Clinical periodontal parameters
The mean values and standard deviation of periodontal parameters of abutment and non-abutment teeth of RPD wearing are shown in Tables 3–5.
Table 3.
Table 5.
The mean scores for PLI, CI, BOP, PD, and TM index, of the abutment teeth and non-abutment teeth were no statistically significant at the time of insertion of RPD and after 1-month, except PLI index were statistically significant 0.57 ± 0.55 for abutment and 0.30 ± 0.46 for non-abutment teeth [Tables 3 and 4].
Table 4.
Table 5 shows that after 3 months of wearing of the RPD's, there were significant differences between abutment and non-abutment teeth with regard to the BOP (1.53 ± 0.50 and 1.76 ± 0.43 for abutment and non-abutment teeth respectively), PD (0.28 ± 0.45 and 0.12 ± 0.33 for abutment and non-abutment respectively) and PLI (1.20 ± 0.46 and 0.75 ± 0.64 for abutment and non-abutment respectively). There was found no significant mean difference in TM and CI between the abutment and non-abutment teeth (P > 0.05).
DISCUSSION
The influence of RPD's was studied on the periodontal parameter (BOP, PD, PLI, CI and TM) of abutment and non-abutment teeth. The results of our study showed PLI index were statistically significant after 1-month (P < 0.0001). Mean scores for BOP, PD, PLI index of the abutment teeth were significantly greater compared to non-abutment teeth after 3 months (P < 0.001). This difference can be explained, because 9.3% of patients were with diabetes, 16.8% with heart disease and 37% with RPD's with attachment that affect periodontal changes, while most recent studies have excluded cases with diabetes and heart diseases. High scores of PLI and a maintenance interval longer than 3 months were significant predictors for positive changes in periodontium. Our results agree with Mine K that the microbiological risk for periodontitis of abutment teeth is greater than at non-abutment teeth in RPD's wearers after 6 months that were significant predictors for positive red complex scores (P < 0.05). In the pocket depth, there was found no significant mean difference found between the abutment and non-abutment teeth.[26]

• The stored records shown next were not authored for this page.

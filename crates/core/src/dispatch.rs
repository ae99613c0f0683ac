//! Name-based entry point: "invoke operation X with arguments Y".
//!
//! Argument and result shapes follow the JSON wire format used by the tool
//! surface (`gameId`, `cups`, `price`, `gameState`, ...).

use serde::de::DeserializeOwned;
use serde::Deserialize;
use serde_json::{json, Value};

use crate::economy::SupplyOrder;
use crate::error::{GameError, GameResult};
use crate::registry::SessionRegistry;
use crate::session::Operation;
use crate::weather::WeatherSource;

pub const START_GAME: &str = "start_game";
pub const GET_GAME_STATE: &str = "get_game_state";
pub const LIST_GAMES: &str = "list_games";

/// Every operation name accepted by [`dispatch`].
pub const OPERATION_NAMES: [&str; 7] = [
    START_GAME,
    GET_GAME_STATE,
    LIST_GAMES,
    "buy_supplies",
    "set_price",
    "sell_lemonade",
    "next_day",
];

#[derive(Debug, Deserialize)]
#[serde(rename_all = "camelCase")]
struct GameRef {
    game_id: String,
}

#[derive(Debug, Deserialize)]
#[serde(rename_all = "camelCase")]
struct BuyArgs {
    game_id: String,
    #[serde(default)]
    cups: u32,
    #[serde(default)]
    lemons: u32,
    #[serde(default)]
    sugar: u32,
    #[serde(default)]
    ice: u32,
}

#[derive(Debug, Deserialize)]
#[serde(rename_all = "camelCase")]
struct PriceArgs {
    game_id: String,
    price: PriceInput,
}

/// Prices may arrive as a JSON number or a numeric string.
#[derive(Debug, Deserialize)]
#[serde(untagged)]
enum PriceInput {
    Number(f64),
    Text(String),
}

impl PriceInput {
    fn value(&self) -> GameResult<f64> {
        match self {
            PriceInput::Number(value) => Ok(*value),
            PriceInput::Text(raw) => raw
                .trim()
                .parse::<f64>()
                .map_err(|_| GameError::invalid(format!("price is not a number: {raw:?}"))),
        }
    }
}

pub async fn dispatch<W: WeatherSource>(
    registry: &SessionRegistry<W>,
    operation: &str,
    arguments: Value,
) -> GameResult<Value> {
    match operation {
        START_GAME => {
            let (game_id, session) = registry.create().await;
            Ok(json!({ "gameId": game_id, "gameState": session }))
        }
        GET_GAME_STATE => {
            let args: GameRef = parse_arguments(arguments)?;
            let session = registry.get(&args.game_id).await?;
            Ok(json!({ "gameState": session }))
        }
        LIST_GAMES => Ok(json!({ "games": registry.list().await })),
        other => {
            let report = match other.parse::<Operation>()? {
                Operation::BuySupplies => {
                    let args: BuyArgs = parse_arguments(arguments)?;
                    let order = SupplyOrder {
                        cups: args.cups,
                        lemons: args.lemons,
                        sugar: args.sugar,
                        ice: args.ice,
                    };
                    registry.buy_supplies(&args.game_id, &order).await?
                }
                Operation::SetPrice => {
                    let args: PriceArgs = parse_arguments(arguments)?;
                    let price = args.price.value()?;
                    registry.set_price(&args.game_id, price).await?
                }
                Operation::SellLemonade => {
                    let args: GameRef = parse_arguments(arguments)?;
                    registry.sell_lemonade(&args.game_id).await?
                }
                Operation::NextDay => {
                    let args: GameRef = parse_arguments(arguments)?;
                    registry.next_day(&args.game_id).await?
                }
            };
            Ok(json!(report))
        }
    }
}

fn parse_arguments<T: DeserializeOwned>(arguments: Value) -> GameResult<T> {
    let arguments = match arguments {
        Value::Null => Value::Object(Default::default()),
        other => other,
    };
    serde_json::from_value(arguments).map_err(|err| GameError::invalid(err.to_string()))
}
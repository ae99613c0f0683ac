use anyhow::{Context, Result};
use mcp_adapter::LemonadeStandServer;
use stand_core::config::{AppConfig, CONFIG};
use tracing::info;
use tracing_appender::rolling::{RollingFileAppender, Rotation};
use tracing_subscriber::fmt::writer::MakeWriterExt;
use tracing_subscriber::{fmt, EnvFilter};

#[tokio::main]
async fn main() -> Result<()> {
    let config: &AppConfig = &CONFIG;
    init_tracing(config)?;

    info!(seeded = config.weather_seed.is_some(), "initializing Lemonade Stand MCP server");
    LemonadeStandServer::from_config(config).serve_stdio().await
}

// stdout carries the MCP stream, so logs go to stderr and a daily file.
fn init_tracing(config: &AppConfig) -> Result<()> {
    let filter = EnvFilter::try_from_default_env()
        .unwrap_or_else(|_| EnvFilter::new(config.logging.filter.as_str()));

    let file_appender = RollingFileAppender::builder()
        .rotation(Rotation::DAILY)
        .filename_prefix("lemonade-stand-server")
        .build(&config.logging.directory)
        .context("failed to create rolling file appender")?;

    let writer = std::io::stderr
        .with_max_level(tracing::Level::DEBUG)
        .and(file_appender);

    let subscriber = fmt()
        .with_env_filter(filter)
        .with_ansi(false)
        .with_writer(writer)
        .finish();

    let _ = tracing::subscriber::set_global_default(subscriber);
    Ok(())
}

Yeung et al.[14] analyzed a total of 87 patients 5–6 years after placement cobalt–chromium RPD's wearers and concluded there was a high prevalence of gingivitis, plaque, and gingival recession, especially in dentogingival surfaces in close proximity (within 3 mm) to the dentures. Furthermore, according to the author do Amaral BA, PLI values significantly increased after 1-year of RPD's wearing in abutment teeth, comparing with non-abutment teeth. It was also confirmed that PD and GI mean values increased from the initial assessment to 1-year of RPD's.[27]
Samir et al., according to their study for at least 3 years in 36 patients with RPD's, concluded that direct abutments teeth are more periodontal affected than non-abutment teeth between regular and irregular attendants. Due to not assess of education, motivation and awareness during the stage of RPD's construction in their study, they may founded significant difference in clinical attachment level and plaque accumulation, between study and control group of teeth.[28] Further, according to Bergman et al., it was concluded that there were no periodontal changes in patients after a 10 years period of wearing the RPD's. These results are a consequence of conventional oral hygiene programs, uncontrolled chemical or additional technique. This study does not support the concept that the RPD's will increase the incidence of caries or periodontal disease.[13]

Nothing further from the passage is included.